In general computing lingo, the word "script" can also be used to mean an executable program (usually one written in a human-readable programming language). For the sake of clarity, HarfBuzz documents will always use more specific terminology when referring to this meaning, such as "Python script" or "shell script." In all other instances, "script" refers to a writing system.

For developers using HarfBuzz, it is important to note the distinction between a script and a language. Most scripts are used to write a variety of different languages, and many languages may be written in more than one script.

shaper

In HarfBuzz, a shaper is a handler for a specific script-shaping model. HarfBuzz implements separate shapers for Indic, Arabic, Thai and Lao, Khmer, Myanmar, Tibetan, Hangul, Hebrew, the Universal Shaping Engine (USE), and a default shaper for scripts with no script-specific shaping model.

cluster

In text shaping, a cluster is a sequence of codepoints that must be treated as an indivisible unit. Clusters can include code-point sequences that form a ligature or base-and-mark sequences. Tracking and preserving clusters is important when shaping operations might separate or reorder code points.

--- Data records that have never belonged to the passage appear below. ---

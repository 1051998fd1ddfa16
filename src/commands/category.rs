//! Category Commands

use crate::context::AppContext;
use crate::models::{CategoryId, CategoryView};

pub async fn add_category(ctx: AppContext, name: &str) -> Result<CategoryView, String> {
    ctx.store().add_category(name).await.map_err(|e| e.to_string())
}

pub async fn remove_category(ctx: AppContext, id: CategoryId) -> Result<(), String> {
    ctx.store().remove_category(id).await.map_err(|e| e.to_string())
}

pub async fn toggle_category(ctx: AppContext, id: CategoryId) -> Result<bool, String> {
    ctx.store()
        .toggle_category_expanded(id)
        .await
        .map_err(|e| e.to_string())
}

/// Swaps the positions of two categories. The list re-sorts once the
/// realtime updates come back.
pub async fn swap_categories(ctx: AppContext, a: &CategoryView, b: &CategoryView) -> Result<(), String> {
    ctx.store()
        .swap_categories(a.id, b.id)
        .await
        .map_err(|e| e.to_string())
}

HarfBuzz provides three cluster levels that implement different approaches to the problem of preserving clusters during shaping operations.

grapheme

In linguistics, a grapheme is one of the indivisible units that make up a writing system or script. Often, graphemes are individual symbols (letters, numbers, punctuation marks, logograms, etc.) but, depending on the writing system, a particular grapheme might correspond to a sequence of several Unicode code points.

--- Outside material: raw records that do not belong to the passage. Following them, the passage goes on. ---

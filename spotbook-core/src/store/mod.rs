//! Local Reconciliation Store
//!
//! Single in-memory source of truth for the UI. Two write paths lead into it:
//! user mutations (remote call first, local update on success) and realtime
//! change notifications (merged by [`Catalog::apply_change`]).
//!
//! State is published through `watch` channels so observers see every change.
//! No borrow of the state is held across a remote call.

mod catalog;
mod merge;
mod ordering;

use log::{debug, error};
use tokio::sync::watch;

use crate::domain::{
    CategoryId, CategoryPatch, NewCategory, NewSpot, SelectedPlace, SpotId, SpotPatch,
};
use crate::error::{DomainError, DomainResult};
use crate::realtime::ChangeNotification;
use crate::repository::{Backend, Repository};

pub use catalog::{Catalog, CategoryView, SpotView};
pub use ordering::swap_positions;
#[cfg(test)]
pub(crate) use catalog::fixtures;

pub struct SpotStore<B> {
    backend: B,
    state: watch::Sender<Catalog>,
    loading: watch::Sender<bool>,
}

impl<B: Backend> SpotStore<B> {
    pub fn new(backend: B) -> Self {
        let (state, _) = watch::channel(Catalog::new());
        let (loading, _) = watch::channel(false);
        Self {
            backend,
            state,
            loading,
        }
    }

    pub fn backend(&self) -> &B {
        &self.backend
    }

    // ========================
    // Observation
    // ========================

    /// A copy of the current catalog
    pub fn snapshot(&self) -> Catalog {
        self.state.borrow().clone()
    }

    pub fn subscribe(&self) -> watch::Receiver<Catalog> {
        self.state.subscribe()
    }

    pub fn subscribe_loading(&self) -> watch::Receiver<bool> {
        self.loading.subscribe()
    }

    pub fn is_loading(&self) -> bool {
        *self.loading.borrow()
    }

    pub fn total_spots(&self) -> usize {
        self.state.borrow().total_spots()
    }

    pub fn category(&self, id: CategoryId) -> Option<CategoryView> {
        self.state.borrow().category(id).cloned()
    }

    // ========================
    // Load / Clear
    // ========================

    /// Replaces local state with a full remote fetch. On failure local state is untouched.
    pub async fn load_categories(&self) -> DomainResult<()> {
        self.loading.send_replace(true);
        let result = self.fetch_catalog().await;
        self.loading.send_replace(false);

        match result {
            Ok(catalog) => {
                debug!(
                    "store: loaded {} categories, {} spots",
                    catalog.len(),
                    catalog.total_spots()
                );
                self.state.send_replace(catalog);
                Ok(())
            }
            Err(e) => {
                error!("Error loading categories: {e}");
                Err(e)
            }
        }
    }

    async fn fetch_catalog(&self) -> DomainResult<Catalog> {
        let categories = self.backend.categories().list().await?;
        let spots = self.backend.spots().list().await?;
        Ok(Catalog::from_rows(categories, spots))
    }

    /// Drops all local state (on sign-out)
    pub fn clear(&self) {
        self.state.send_if_modified(|catalog| {
            let had_rows = !catalog.is_empty();
            *catalog = Catalog::new();
            had_rows
        });
    }

    // ========================
    // Category Operations
    // ========================

    /// Creates a category at the end (display order = current count)
    pub async fn add_category(&self, name: &str) -> DomainResult<CategoryView> {
        let display_order = self.state.borrow().len() as i32;
        let row = self
            .backend
            .categories()
            .create(&NewCategory {
                name: name.to_string(),
                display_order,
            })
            .await?;

        let view = CategoryView::from(row);
        // The realtime echo may already have inserted it
        self.state
            .send_if_modified(|catalog| catalog.insert_category(view.clone()));
        Ok(view)
    }

    pub async fn remove_category(&self, id: CategoryId) -> DomainResult<()> {
        self.backend.categories().delete(id).await?;
        self.state
            .send_if_modified(|catalog| catalog.remove_category(id));
        Ok(())
    }

    /// Remote only: the local order changes when the realtime UPDATE arrives or on reload
    pub async fn update_category_order(&self, id: CategoryId, display_order: i32) -> DomainResult<()> {
        self.backend
            .categories()
            .update(id, &CategoryPatch::display_order(display_order))
            .await?;
        Ok(())
    }

    /// Exchanges the positions of two categories, renumbering the list when
    /// their orders are equal. Remote only, like `update_category_order`.
    pub async fn swap_categories(&self, a: CategoryId, b: CategoryId) -> DomainResult<()> {
        let siblings: Vec<(CategoryId, i32)> = self
            .state
            .borrow()
            .categories()
            .iter()
            .map(|c| (c.id, c.display_order))
            .collect();
        for (id, display_order) in swap_positions(&siblings, a, b) {
            self.update_category_order(id, display_order).await?;
        }
        Ok(())
    }

    /// Flips the expansion flag remotely, then locally. Returns the new value.
    pub async fn toggle_category_expanded(&self, id: CategoryId) -> DomainResult<bool> {
        let expanded = !self.require_category(id)?.expanded;
        self.backend
            .categories()
            .update(id, &CategoryPatch::expanded(expanded))
            .await?;
        self.state
            .send_if_modified(|catalog| catalog.set_expanded(id, expanded));
        Ok(expanded)
    }

    // ========================
    // Spot Operations
    // ========================

    /// Saves a place into a category, at the end of its list
    pub async fn add_spot(&self, category_id: CategoryId, place: &SelectedPlace) -> DomainResult<SpotView> {
        let display_order = self.require_category(category_id)?.spots.len() as i32;
        let draft = NewSpot {
            category_id,
            name: place.name.clone(),
            address: Some(place.address.clone()).filter(|a| !a.is_empty()),
            lat: place.lat,
            lng: place.lng,
            place_id: Some(place.place_id.clone()).filter(|p| !p.is_empty()),
            display_order,
        };
        let row = self.backend.spots().create(&draft).await?;

        let view = SpotView::from(row);
        self.state
            .send_if_modified(|catalog| catalog.insert_spot(view.clone()));
        Ok(view)
    }

    /// Deletes remotely, then from `category_id`'s list; a spot missing locally is fine
    pub async fn remove_spot(&self, category_id: CategoryId, spot_id: SpotId) -> DomainResult<()> {
        self.backend.spots().delete(spot_id).await?;
        self.state
            .send_if_modified(|catalog| catalog.remove_spot_from(category_id, spot_id));
        Ok(())
    }

    pub async fn rename_spot(&self, spot_id: SpotId, name: &str) -> DomainResult<()> {
        self.backend
            .spots()
            .update(spot_id, &SpotPatch::name(name))
            .await?;
        self.state
            .send_if_modified(|catalog| catalog.rename_spot(spot_id, name));
        Ok(())
    }

    /// Remote only, like [`update_category_order`](Self::update_category_order)
    pub async fn update_spot_order(&self, spot_id: SpotId, display_order: i32) -> DomainResult<()> {
        self.backend
            .spots()
            .update(spot_id, &SpotPatch::display_order(display_order))
            .await?;
        Ok(())
    }

    /// Exchanges the positions of two spots of `category_id`, renumbering its
    /// list when their orders are equal
    pub async fn swap_spots(&self, category_id: CategoryId, a: SpotId, b: SpotId) -> DomainResult<()> {
        let siblings: Vec<(SpotId, i32)> = self
            .require_category(category_id)?
            .spots
            .iter()
            .map(|s| (s.id, s.display_order))
            .collect();
        for (id, display_order) in swap_positions(&siblings, a, b) {
            self.update_spot_order(id, display_order).await?;
        }
        Ok(())
    }

    /// Remote only; the realtime UPDATE moves the spot locally
    pub async fn move_spot(&self, spot_id: SpotId, category_id: CategoryId) -> DomainResult<()> {
        self.backend
            .spots()
            .update(spot_id, &SpotPatch::category(category_id))
            .await?;
        Ok(())
    }

    // ========================
    // Realtime Ingestion
    // ========================

    /// Merges a remote change notification. Returns whether local state changed.
    pub fn apply_change(&self, change: &ChangeNotification) -> DomainResult<bool> {
        let mut result = Ok(false);
        self.state.send_if_modified(|catalog| {
            result = catalog.apply_change(change);
            matches!(result, Ok(true))
        });
        result
    }

    fn require_category(&self, id: CategoryId) -> DomainResult<CategoryView> {
        self.category(id)
            .ok_or_else(|| DomainError::NotFound(format!("category {id}")))
    }
}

In practice, HarfBuzz and other text-shaping engines are not generally concerned with graphemes. However, it is important for developers using HarfBuzz to recognize that there is a difference between graphemes and shaping clusters (see above). The two concepts may overlap frequently, but there is no guarantee that they will be identical.

syllable

In linguistics, a syllable is an a sequence of sounds that makes up a building block of a particular language. Every language has its own set of rules describing what constitutes a valid syllable.

For text-shaping purposes, the various definitions of "syllable" are important because script-specific shaping operations may be applied at the syllable level. For example, a reordering rule might specify that a vowel mark be reordered to the beginning of the syllable.

Syllables will consist of one or more Unicode code points. The definition of a syllable for a particular writing system might correspond to how HarfBuzz identifies clusters (see above) for the same writing system. However, it is important for developers using HarfBuzz to recognize that there is a difference between syllables and shaping clusters. The two concepts may overlap frequently, but there is no guarantee that they will be identical.